Measures of affective symptomatology and vulnerability

Affective symptomatology and vulnerability to negative affective states were measured using self-report measures of depressive symptoms, fear of anxiety-related sensation, and a general vulnerability to negative affect.

Depressive symptoms.

The Center for Epidemiological Studies Depression Scale (CES-D) (Radloff, 1977) is a well-established measure of depressive symptoms. Respondents indicate how often within the past week they experienced the symptom in question, responding “rarely or none of the time,” “some or little of the time,” “occasionally or a moderate amount of the time,” and “most or all of the time.”

Fear of anxiety-related sensations.

The Anxiety Sensitivity Index (ASI) is a 16-item questionnaire in which respondents indicate on a 5-point Likert-type scale (0 = very little to 4 = very much) the degree to which they fear the negative consequences of anxiety symptoms (Reiss, Peterson, Gursky, & McNally, 1986). Factor analysis of this scale indicates that it has a hierarchical structure, with three first-order factors titled anxiety sensitivity–physical concerns, mental incapacitation concerns, and social concerns and a single, higher order general factor (Zinbarg, Barlow, & Brown, 1997). The ASI has demonstrated good internal consistency and good psychometric properties (Peterson & Reiss, 1992).

Negative affectivity.

To assess vulnerability to negative affect (also referred to as negative emotionality or negative affectivity), we used the stress reaction scale (SR) of the Multidimensional Personality Questionnaire (MPQ; Tellegen, 1982). The MPQ has strong psychometric properties and good behavioral genetic data from twin studies (Krueger, 2000).

Data analyses

We first examined time to termination (i.e., persistence) on each of the laboratory challenge tasks and the intercorrelations among persistence on each task. To extend our previous analyses (Brown et al., 2002), we tested whether length of longest previous quit attempt was associated with greater persistence on these tasks. We also examined the associations between persistence on the challenge tasks and both smoking (dependence, smoking rate, years of regular smoking) and demographic variables (age, education, gender). We did not expect significant relationships with these variables, but given the novelty of the persistence tasks, we wanted to characterize their relationships with other variables that may be relevant to smoking cessation.
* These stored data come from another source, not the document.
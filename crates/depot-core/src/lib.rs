//! depot-core - Core library for Depot
//!
//! This crate contains the table catalog, the local libSQL mirror, the
//! download API client and the sync engine shared by every Depot front end.

pub mod catalog;
pub mod config;
pub mod db;
pub mod error;
pub mod fetch;
pub mod models;
pub mod services;
pub mod sync;
pub mod util;

pub use catalog::{TableDescriptor, catalog, descriptor};
pub use config::{ClientConfig, ConfigError};
pub use error::{Error, FailureKind, Result};
pub use fetch::{BatchFetcher, HttpBatchFetcher};
pub use models::{TableId, UserType};
pub use services::DatabaseService;
pub use sync::{SyncEngine, SyncSession};
use std::path::Path;

use depot_core::models::FailedSyncEntry;
use depot_core::sync::FailedSyncStore;

use crate::commands::common::{
    FailedSyncItem, failed_entry_to_item, format_failed_lines, open_database,
};
use crate::error::CliError;

pub async fn list_failed(db_path: &Path) -> Result<Vec<FailedSyncEntry>, CliError> {
    let database = open_database(db_path).await?;
    Ok(database.failed_entries().await?)
}

pub async fn run_failed(as_json: bool, db_path: &Path) -> Result<(), CliError> {
    let entries = list_failed(db_path).await?;

    if as_json {
        let json_items = entries
            .iter()
            .map(failed_entry_to_item)
            .collect::<Vec<FailedSyncItem>>();
        println!("{}", serde_json::to_string_pretty(&json_items)?);
        return Ok(());
    }

    if entries.is_empty() {
        println!("No failed refreshes queued.");
        return Ok(());
    }

    for line in format_failed_lines(&entries) {
        println!("{line}");
    }
    Ok(())
}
We conducted correlational analyses to examine the relationship between distress tolerance and depressive symptoms, anxiety sensitivity, and stress reactivity. To test the effects of distress tolerance on relapse to smoking, we conducted discrete time survival analyses predicting day of first lapse to smoking. We first examined the effect of persistence on each task independently. We then entered the variables simultaneously into the analyses to gauge the relative strength of associations with quitting behavior. We also created a composite variable from the persistence tasks to see how accurately we could predict lapsing using the combined information from each task.


Task persistence

On average, participants terminated the PASAT after 266.5 s (SD = 198.3). Two participants had missing data on this variable due to procedural problems in the task administration. This variable had some truncation (i.e., a ceiling effect) as 11 participants (13.9%) went the full 600 s. The median time to termination was 210 s. Mean breath-holding duration was 41.1 s (SD = 16.3) with a median of 38 s. On average, participants terminated the CO2 challenge after 44.1 s (SD = 17.1). Four participants had missing data on this variable due to procedural problems in the task administration. This variable had significant truncation as 33 participants (42.9%) went the full 60 s.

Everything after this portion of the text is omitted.